▸ Goal of the exercise
A bare count is the expected answer, namely the number of lines in the records that have the word "warnings".

▸ Input for this task
○ ○ ○ ○ ○
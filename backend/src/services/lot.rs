//! Lot tracking service
//!
//! A lot is a traceable batch of a raw material received at a known cost.
//! Receiving a lot and recording its purchase on the ledger happen in one
//! database transaction; the remaining quantity is then maintained entirely
//! by ledger writes that reference the lot.

use chrono::{DateTime, NaiveDate, Utc};
use rust_decimal::Decimal;
use serde::Deserialize;
use sqlx::{PgPool, Postgres};
use uuid::Uuid;

use crate::error::{AppError, AppResult};
use crate::services::ledger::{begin_serializable, LedgerService, RecordTransactionInput};
use shared::{
    generate_lot_number, validate_lot_number, validate_positive_quantity, Lot, LotMutation,
    LotStatus, PaginatedResponse, Pagination, PaginationMeta, StockWarning, TransactionKind,
};

/// Service for raw-material lot tracking
#[derive(Clone)]
pub struct LotService {
    db: PgPool,
}

/// Input for receiving a new lot
#[derive(Debug, Clone, Deserialize)]
pub struct CreateLotInput {
    pub material_item_id: Uuid,
    /// Generated as L-YYYYMMDD-NNN when omitted
    pub lot_number: Option<String>,
    pub quantity_received: Decimal,
    pub unit_cost: Decimal,
    /// Defaults to today
    pub received_date: Option<NaiveDate>,
    pub source_type: Option<String>,
    pub source_id: Option<Uuid>,
    pub note: Option<String>,
}

/// List filters
#[derive(Debug, Clone, Default, Deserialize)]
pub struct LotFilter {
    pub material_item_id: Option<Uuid>,
    pub status: Option<LotStatus>,
}

#[derive(Debug, sqlx::FromRow)]
struct LotRow {
    id: Uuid,
    org_id: Uuid,
    material_item_id: Uuid,
    lot_number: String,
    quantity_received: Decimal,
    quantity_remaining: Decimal,
    unit_cost: Decimal,
    received_date: NaiveDate,
    source_type: Option<String>,
    source_id: Option<Uuid>,
    status: String,
    created_at: DateTime<Utc>,
    updated_at: DateTime<Utc>,
}

impl LotRow {
    fn into_model(self) -> AppResult<Lot> {
        let status = LotStatus::from_str(&self.status)
            .ok_or_else(|| AppError::Internal(format!("Unknown lot status: {}", self.status)))?;
        Ok(Lot {
            id: self.id,
            org_id: self.org_id,
            material_item_id: self.material_item_id,
            lot_number: self.lot_number,
            quantity_received: self.quantity_received,
            quantity_remaining: self.quantity_remaining,
            unit_cost: self.unit_cost,
            received_date: self.received_date,
            source_type: self.source_type,
            source_id: self.source_id,
            status,
            created_at: self.created_at,
            updated_at: self.updated_at,
        })
    }
}

const LOT_COLUMNS: &str = "id, org_id, material_item_id, lot_number, quantity_received, \
     quantity_remaining, unit_cost, received_date, source_type, source_id, status, \
     created_at, updated_at";

impl LotService {
    /// Create a new LotService instance
    pub fn new(db: PgPool) -> Self {
        Self { db }
    }

    /// Receive a new lot. Inserts the lot row and records the matching
    /// `purchase_receive` ledger transaction in the same database
    /// transaction, so item stock and lot remainder move together.
    pub async fn create_lot(
        &self,
        org_id: Uuid,
        user_id: Uuid,
        input: CreateLotInput,
    ) -> AppResult<LotMutation> {
        validate_positive_quantity(input.quantity_received).map_err(|e| {
            AppError::InvalidQuantity(e.to_string())
        })?;
        if let Some(lot_number) = &input.lot_number {
            validate_lot_number(lot_number).map_err(|e| AppError::Validation {
                field: "lot_number".to_string(),
                message: e.to_string(),
            })?;
        }
        if input.unit_cost < Decimal::ZERO {
            return Err(AppError::Validation {
                field: "unit_cost".to_string(),
                message: "Unit cost cannot be negative".to_string(),
            });
        }

        let mut tx = begin_serializable(&self.db).await?;

        let material = sqlx::query_as::<_, (Uuid, Uuid, String)>(
            "SELECT id, org_id, item_type FROM items WHERE id = $1",
        )
        .bind(input.material_item_id)
        .fetch_optional(&mut *tx)
        .await?
        .ok_or_else(|| AppError::NotFound("Item".to_string()))?;

        if material.1 != org_id {
            return Err(AppError::CrossTenant("Item".to_string()));
        }
        if material.2 != "raw_material" {
            return Err(AppError::Validation {
                field: "material_item_id".to_string(),
                message: "Lots can only be created for raw materials".to_string(),
            });
        }

        let received_date = input
            .received_date
            .unwrap_or_else(|| Utc::now().date_naive());

        let lot_number = match input.lot_number {
            Some(n) => n,
            None => {
                let sequence = next_sequence(&mut tx, org_id, "lot", received_date).await?;
                generate_lot_number(received_date, sequence)
            }
        };

        // quantity_remaining starts at zero; the purchase_receive ledger
        // write below brings it to the received quantity, keeping the ledger
        // the sole writer of that counter.
        let lot_id = sqlx::query_scalar::<_, Uuid>(
            r#"
            INSERT INTO lots (org_id, material_item_id, lot_number, quantity_received,
                              quantity_remaining, unit_cost, received_date, source_type, source_id)
            VALUES ($1, $2, $3, $4, 0, $5, $6, $7, $8)
            RETURNING id
            "#,
        )
        .bind(org_id)
        .bind(input.material_item_id)
        .bind(&lot_number)
        .bind(input.quantity_received)
        .bind(input.unit_cost)
        .bind(received_date)
        .bind(&input.source_type)
        .bind(input.source_id)
        .fetch_one(&mut *tx)
        .await
        .map_err(|e| match &e {
            sqlx::Error::Database(db_err) if db_err.is_unique_violation() => {
                AppError::DuplicateLot(lot_number.clone())
            }
            _ => AppError::DatabaseError(e),
        })?;

        let (_, warnings) = LedgerService::record_in_tx(
            &mut tx,
            org_id,
            user_id,
            RecordTransactionInput {
                item_id: input.material_item_id,
                kind: TransactionKind::PurchaseReceive,
                quantity: input.quantity_received,
                unit_cost: Some(input.unit_cost),
                lot_id: Some(lot_id),
                lot_number: None,
                reference_type: input.source_type.clone(),
                reference_id: input.source_id,
                note: input.note,
            },
        )
        .await?;

        let row = Self::fetch_in_tx(&mut tx, org_id, lot_id).await?;
        tx.commit().await?;

        Ok(LotMutation {
            lot: row,
            warnings,
        })
    }

    /// Consume from a lot inside an open transaction. Production-engine
    /// internal: there is no direct HTTP surface for this.
    pub(crate) async fn consume_in_tx(
        tx: &mut sqlx::Transaction<'_, Postgres>,
        org_id: Uuid,
        user_id: Uuid,
        lot_id: Uuid,
        quantity: Decimal,
        reference_type: &str,
        reference_id: Uuid,
    ) -> AppResult<(Lot, Vec<StockWarning>)> {
        validate_positive_quantity(quantity).map_err(|e| {
            AppError::InvalidQuantity(e.to_string())
        })?;

        let (lot_org, material_item_id, unit_cost) =
            sqlx::query_as::<_, (Uuid, Uuid, Decimal)>(
                "SELECT org_id, material_item_id, unit_cost FROM lots WHERE id = $1",
            )
            .bind(lot_id)
            .fetch_optional(&mut **tx)
            .await?
            .ok_or_else(|| AppError::NotFound("Lot".to_string()))?;

        if lot_org != org_id {
            return Err(AppError::CrossTenant("Lot".to_string()));
        }

        // The lot's receipt cost is authoritative for costing this consumption
        let (_, warnings) = LedgerService::record_in_tx(
            tx,
            org_id,
            user_id,
            RecordTransactionInput {
                item_id: material_item_id,
                kind: TransactionKind::ProductionConsume,
                quantity: -quantity,
                unit_cost: Some(unit_cost),
                lot_id: Some(lot_id),
                lot_number: None,
                reference_type: Some(reference_type.to_string()),
                reference_id: Some(reference_id),
                note: None,
            },
        )
        .await?;

        let lot = Self::fetch_in_tx(tx, org_id, lot_id).await?;
        Ok((lot, warnings))
    }

    /// Get a lot by id
    pub async fn get_lot(&self, org_id: Uuid, lot_id: Uuid) -> AppResult<Lot> {
        let row = sqlx::query_as::<_, LotRow>(&format!(
            "SELECT {LOT_COLUMNS} FROM lots WHERE id = $1 AND org_id = $2"
        ))
        .bind(lot_id)
        .bind(org_id)
        .fetch_optional(&self.db)
        .await?
        .ok_or_else(|| AppError::NotFound("Lot".to_string()))?;

        row.into_model()
    }

    /// List lots, optionally filtered by material and status, newest first
    pub async fn list_lots(
        &self,
        org_id: Uuid,
        filter: LotFilter,
        pagination: Pagination,
    ) -> AppResult<PaginatedResponse<Lot>> {
        let status = filter.status.map(|s| s.as_str().to_string());

        let total_items = sqlx::query_scalar::<_, i64>(
            r#"
            SELECT COUNT(*) FROM lots
            WHERE org_id = $1
              AND ($2::uuid IS NULL OR material_item_id = $2)
              AND ($3::varchar IS NULL OR status = $3)
            "#,
        )
        .bind(org_id)
        .bind(filter.material_item_id)
        .bind(&status)
        .fetch_one(&self.db)
        .await?;

        let rows = sqlx::query_as::<_, LotRow>(&format!(
            r#"
            SELECT {LOT_COLUMNS} FROM lots
            WHERE org_id = $1
              AND ($2::uuid IS NULL OR material_item_id = $2)
              AND ($3::varchar IS NULL OR status = $3)
            ORDER BY received_date DESC, lot_number DESC
            LIMIT $4 OFFSET $5
            "#
        ))
        .bind(org_id)
        .bind(filter.material_item_id)
        .bind(&status)
        .bind(pagination.limit())
        .bind(pagination.offset())
        .fetch_all(&self.db)
        .await?;

        let data = rows
            .into_iter()
            .map(LotRow::into_model)
            .collect::<AppResult<Vec<_>>>()?;

        Ok(PaginatedResponse {
            data,
            pagination: PaginationMeta::new(&pagination, total_items.max(0) as u64),
        })
    }

    async fn fetch_in_tx(
        tx: &mut sqlx::Transaction<'_, Postgres>,
        org_id: Uuid,
        lot_id: Uuid,
    ) -> AppResult<Lot> {
        let row = sqlx::query_as::<_, LotRow>(&format!(
            "SELECT {LOT_COLUMNS} FROM lots WHERE id = $1 AND org_id = $2"
        ))
        .bind(lot_id)
        .bind(org_id)
        .fetch_one(&mut **tx)
        .await?;
        row.into_model()
    }
}

/// Next per-day per-org sequence value for a scope ("lot" or "run")
pub(crate) async fn next_sequence(
    tx: &mut sqlx::Transaction<'_, Postgres>,
    org_id: Uuid,
    scope: &str,
    date: NaiveDate,
) -> AppResult<i32> {
    let value = sqlx::query_scalar::<_, i32>("SELECT next_daily_sequence($1, $2, $3)")
        .bind(org_id)
        .bind(scope)
        .bind(date)
        .fetch_one(&mut **tx)
        .await?;
    Ok(value)
}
○ ○ ○ ○ ○
▸ Response for this exercise
4